AIM OF THE EXERCISE — Would you return the lines between the one holding "composite match score." and the one holding "let total = a.len() + b.len();", inclusive, and only those, exactly as they stand in the listing below?

TASK INPUTS —
=== Section Start ===
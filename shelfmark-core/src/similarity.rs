//! Token-set text similarity and the weighted composite match score.

use std::collections::BTreeSet;

use crate::{Candidate, Query};

/// Lowercase `input` and drop everything except word characters and whitespace.
#[must_use]
pub fn normalize_text(input: &str) -> String {
    input
        .chars()
        .flat_map(char::to_lowercase)
        .filter(|c| c.is_alphanumeric() || c.is_whitespace() || *c == '_')
        .collect()
}

/// Normalized title with runs of whitespace collapsed; used for cache keys.
#[must_use]
pub fn normalize_title(input: &str) -> String {
    normalize_text(input)
        .split_whitespace()
        .collect::<Vec<_>>()
        .join(" ")
}

/// Length of the longest common subsequence of `a` and `b`.
fn lcs_len(a: &[char], b: &[char]) -> usize {
    let mut row = vec![0usize; b.len() + 1];
    for &x in a {
        let mut diag = 0;
        for (j, &y) in b.iter().enumerate() {
            let above = row[j + 1];
            row[j + 1] = if x == y { diag + 1 } else { above.max(row[j]) };
            diag = above;
        }
    }
    row[b.len()]
}

/// Insert/delete similarity in `0..=100` relative to the combined length of both strings.
///
/// A substitution costs two edits, so strings with no characters in common score zero.
fn ratio(a: &str, b: &str) -> u8 {
    let a: Vec<char> = a.chars().collect();
    let b: Vec<char> = b.chars().collect();
    let total = a.len() + b.len();
    if total == 0 {
        return 0;
    }
    let distance = total - 2 * lcs_len(&a, &b);
    let similarity = (total - distance) as f64 / total as f64;
    (similarity * 100.0).round() as u8
}

fn join(words: &[&str]) -> String {
    words.join(" ")
}

/// Token-set similarity of two strings in `0..=100`.
///
/// Both inputs are normalized and split into unique word sets. The shared words, and the
/// shared words followed by each side's leftovers, are compared pairwise and the best ratio
/// wins, so reordering words or appending a subtitle barely moves the score.
#[must_use]
pub fn text_similarity(a: &str, b: &str) -> u8 {
    let a = normalize_text(a);
    let b = normalize_text(b);
    let ta: BTreeSet<&str> = a.split_whitespace().collect();
    let tb: BTreeSet<&str> = b.split_whitespace().collect();
    if ta.is_empty() || tb.is_empty() {
        return 0;
    }

    let shared: Vec<&str> = ta.intersection(&tb).copied().collect();
    let only_a: Vec<&str> = ta.difference(&tb).copied().collect();
    let only_b: Vec<&str> = tb.difference(&ta).copied().collect();

    let base = join(&shared);
    let with_a = join(&[shared.as_slice(), only_a.as_slice()].concat());
    let with_b = join(&[shared.as_slice(), only_b.as_slice()].concat());

    ratio(&base, &with_a)
        .max(ratio(&base, &with_b))
        .max(ratio(&with_a, &with_b))
}

/// Year agreement in `0..=100`; ten points lost per year of difference.
#[must_use]
pub fn year_score(a: i32, b: i32) -> u8 {
    let diff = a.abs_diff(b).saturating_mul(10).min(100);
    // diff <= 100
    100 - diff as u8
}

/// Weights (title, author, year) selected by which optional query fields are present.
#[derive(Debug, Clone, Copy, PartialEq, Eq)]
pub struct Weights {
    /// Title weight in percent.
    pub title: u32,
    /// Author weight in percent.
    pub author: u32,
    /// Year weight in percent.
    pub year: u32,
}

impl Weights {
    /// Weighting table keyed by presence of an author and a year on the query.
    #[must_use]
    pub const fn select(has_author: bool, has_year: bool) -> Self {
        match (has_author, has_year) {
            (false, false) => Self { title: 100, author: 0, year: 0 },
            (false, true) => Self { title: 70, author: 0, year: 30 },
            (true, false) => Self { title: 60, author: 40, year: 0 },
            (true, true) => Self { title: 50, author: 30, year: 20 },
        }
    }
}

/// Composite match score of `candidate` against `query` in `0..=100`.
///
/// The weighting row is chosen from the fields the query carries; a component the candidate
/// cannot be compared on (missing year or authors) contributes zero.
#[must_use]
pub fn composite_score(query: &Query, candidate: &Candidate) -> u8 {
    let Some(title) = query.title_str() else {
        return 0;
    };
    if candidate.name.trim().is_empty() {
        return 0;
    }
    let title_score = u32::from(text_similarity(title, &candidate.name));

    let author_score = match (query.author_str(), candidate.author_line()) {
        (Some(q), Some(c)) => u32::from(text_similarity(q, &c)),
        _ => 0,
    };
    let year_score = match (query.year, candidate.year) {
        (Some(q), Some(c)) => u32::from(year_score(q, c)),
        _ => 0,
    };

    let w = Weights::select(query.author_str().is_some(), query.year.is_some());
    let total = (title_score * w.title + author_score * w.author + year_score * w.year) / 100;
    // weights sum to 100 and each component is <= 100
    total.min(100) as u8
}
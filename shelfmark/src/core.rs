use std::sync::Arc;
use std::time::Duration;

use shelfmark_core::{ProviderClient, ShelfmarkConfig, ShelfmarkError, Source, SourceSettings};
use shelfmark_middleware::RateGate;

use crate::resolver::{SearchCache, SourceResolver};

/// Orchestrator that fans queries out over the registered sources.
pub struct Shelfmark {
    /// Enabled resolvers, ordered by ascending priority then registration order.
    pub(crate) resolvers: Vec<SourceResolver>,
    pub(crate) cfg: ShelfmarkConfig,
    pub(crate) cache: Arc<SearchCache>,
    pub(crate) gate: Arc<RateGate>,
}

impl std::fmt::Debug for Shelfmark {
    fn fmt(&self, f: &mut std::fmt::Formatter<'_>) -> std::fmt::Result {
        f.debug_struct("Shelfmark")
            .field("resolvers", &self.resolvers)
            .field("cfg", &self.cfg)
            .finish_non_exhaustive()
    }
}

/// Builder for constructing a `Shelfmark` orchestrator with custom configuration.
pub struct ShelfmarkBuilder {
    providers: Vec<Arc<dyn ProviderClient>>,
    cfg: ShelfmarkConfig,
}

impl Default for ShelfmarkBuilder {
    fn default() -> Self {
        Self::new()
    }
}

impl ShelfmarkBuilder {
    /// Create a builder with the default configuration and no providers.
    #[must_use]
    pub fn new() -> Self {
        Self {
            providers: vec![],
            cfg: ShelfmarkConfig::default(),
        }
    }

    /// Register the provider for one source.
    ///
    /// At most one provider may be registered per source; `build` rejects duplicates.
    #[must_use]
    pub fn with_provider(mut self, p: Arc<dyn ProviderClient>) -> Self {
        self.providers.push(p);
        self
    }

    /// Replace the whole configuration.
    #[must_use]
    pub fn config(mut self, cfg: ShelfmarkConfig) -> Self {
        self.cfg = cfg;
        self
    }

    /// Replace the settings entry for one source.
    #[must_use]
    pub fn source_settings(mut self, settings: SourceSettings) -> Self {
        self.cfg.set_source_settings(settings);
        self
    }

    /// Set the per-minute admission limit of a source.
    #[must_use]
    pub fn rate_limit(mut self, source: Source, per_minute: u32) -> Self {
        let mut s = self.cfg.source_settings(source);
        s.rate_limit_per_minute = per_minute;
        self.cfg.set_source_settings(s);
        self
    }

    /// Set the priority of a source (lower runs first).
    #[must_use]
    pub fn priority(mut self, source: Source, priority: u8) -> Self {
        let mut s = self.cfg.source_settings(source);
        s.priority = priority;
        self.cfg.set_source_settings(s);
        self
    }

    /// Enable or disable a source without unregistering its provider.
    #[must_use]
    pub fn enable_source(mut self, source: Source, enabled: bool) -> Self {
        let mut s = self.cfg.source_settings(source);
        s.enabled = enabled;
        self.cfg.set_source_settings(s);
        self
    }

    /// Minimum composite score a candidate needs (0–100).
    #[must_use]
    pub const fn fuzzy_match_threshold(mut self, threshold: u8) -> Self {
        self.cfg.fuzzy_match_threshold = threshold;
        self
    }

    /// Toggle the exact ISBN lookup that precedes text search.
    #[must_use]
    pub const fn enable_identifier_search(mut self, yes: bool) -> Self {
        self.cfg.enable_identifier_search = yes;
        self
    }

    /// Toggle scoring; when off every candidate scores 100.
    #[must_use]
    pub const fn enable_fuzzy_matching(mut self, yes: bool) -> Self {
        self.cfg.enable_fuzzy_matching = yes;
        self
    }

    /// Lifetime of cached search results in hours.
    #[must_use]
    pub const fn cache_ttl_hours(mut self, hours: u64) -> Self {
        self.cfg.cache_ttl_hours = hours;
        self
    }

    /// Maximum number of cached search results across all sources.
    #[must_use]
    pub const fn cache_max_entries(mut self, entries: usize) -> Self {
        self.cfg.cache_max_entries = entries;
        self
    }

    /// Upper bound for a single provider call.
    #[must_use]
    pub const fn provider_timeout(mut self, timeout: Duration) -> Self {
        self.cfg.provider_timeout = timeout;
        self
    }

    /// Maximum number of candidates returned per search.
    #[must_use]
    pub const fn max_results(mut self, n: usize) -> Self {
        self.cfg.max_results = n;
        self
    }

    /// Build the `Shelfmark` orchestrator.
    ///
    /// # Errors
    /// Returns `InvalidConfig` if the configuration fails validation, no provider was
    /// registered, or two providers claim the same source.
    pub fn build(self) -> Result<Shelfmark, ShelfmarkError> {
        self.cfg.validate()?;
        if self.providers.is_empty() {
            return Err(ShelfmarkError::invalid_config(
                "no providers registered; add at least one via with_provider(...)",
            ));
        }
        for (i, p) in self.providers.iter().enumerate() {
            if self.providers[..i].iter().any(|o| o.source() == p.source()) {
                return Err(ShelfmarkError::invalid_config(format!(
                    "more than one provider registered for {}",
                    p.source()
                )));
            }
        }

        let gate = Arc::new(RateGate::with_limits(
            Source::ALL
                .iter()
                .map(|s| (*s, self.cfg.source_settings(*s).rate_limit_per_minute)),
        ));
        let cache = Arc::new(SearchCache::new(
            self.cfg.cache_max_entries,
            self.cfg.cache_ttl(),
        ));
        let settings = self.cfg.resolver_settings();

        let mut resolvers: Vec<SourceResolver> = self
            .providers
            .into_iter()
            .filter(|p| self.cfg.source_settings(p.source()).enabled)
            .map(|p| {
                let window = gate.window(p.source());
                SourceResolver::with_shared(p, settings, window, Arc::clone(&cache))
            })
            .collect();
        resolvers.sort_by_key(|r| self.cfg.source_settings(r.source()).priority);

        Ok(Shelfmark {
            resolvers,
            cfg: self.cfg,
            cache,
            gate,
        })
    }
}

impl Shelfmark {
    /// Start building a new `Shelfmark` instance.
    ///
    /// ```rust,ignore
    /// use std::sync::Arc;
    /// use shelfmark::{Shelfmark, Source};
    /// use shelfmark_mock::MockProvider;
    ///
    /// let shelfmark = Shelfmark::builder()
    ///     .with_provider(Arc::new(MockProvider::google_books()))
    ///     .with_provider(Arc::new(MockProvider::open_library()))
    ///     .rate_limit(Source::GoogleBooks, 20)
    ///     .fuzzy_match_threshold(80)
    ///     .build()?;
    /// ```
    #[must_use]
    pub fn builder() -> ShelfmarkBuilder {
        ShelfmarkBuilder::new()
    }

    /// Configuration in effect.
    #[must_use]
    pub const fn config(&self) -> &ShelfmarkConfig {
        &self.cfg
    }

    /// Enabled sources in the order they are consulted.
    #[must_use]
    pub fn sources(&self) -> Vec<Source> {
        self.resolvers.iter().map(SourceResolver::source).collect()
    }

    /// The resolver for `source`, if a provider is registered and enabled.
    #[must_use]
    pub fn resolver(&self, source: Source) -> Option<&SourceResolver> {
        self.resolvers.iter().find(|r| r.source() == source)
    }

    /// The shared per-source rate gate.
    #[must_use]
    pub fn rate_gate(&self) -> &RateGate {
        &self.gate
    }

    /// Drop the cached search result for `identifier` (an ISBN or title) on `source`.
    ///
    /// Returns true if an entry was removed.
    pub fn invalidate(&self, source: Source, identifier: &str) -> bool {
        self.resolver(source)
            .is_some_and(|r| r.invalidate(identifier))
    }

    /// Drop every cached search result.
    pub fn clear_cache(&self) {
        self.cache.clear();
    }
}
=== Section End ===
TASK SOLUTION —
//! Token-set text similarity and the weighted composite match score.

use std::collections::BTreeSet;

use crate::{Candidate, Query};

/// Lowercase `input` and drop everything except word characters and whitespace.
#[must_use]
pub fn normalize_text(input: &str) -> String {
    input
        .chars()
        .flat_map(char::to_lowercase)
        .filter(|c| c.is_alphanumeric() || c.is_whitespace() || *c == '_')
        .collect()
}

/// Normalized title with runs of whitespace collapsed; used for cache keys.
#[must_use]
pub fn normalize_title(input: &str) -> String {
    normalize_text(input)
        .split_whitespace()
        .collect::<Vec<_>>()
        .join(" ")
}

/// Length of the longest common subsequence of `a` and `b`.
fn lcs_len(a: &[char], b: &[char]) -> usize {
    let mut row = vec![0usize; b.len() + 1];
    for &x in a {
        let mut diag = 0;
        for (j, &y) in b.iter().enumerate() {
            let above = row[j + 1];
            row[j + 1] = if x == y { diag + 1 } else { above.max(row[j]) };
            diag = above;
        }
    }
    row[b.len()]
}

/// Insert/delete similarity in `0..=100` relative to the combined length of both strings.
///
/// A substitution costs two edits, so strings with no characters in common score zero.
fn ratio(a: &str, b: &str) -> u8 {
    let a: Vec<char> = a.chars().collect();
    let b: Vec<char> = b.chars().collect();
    let total = a.len() + b.len();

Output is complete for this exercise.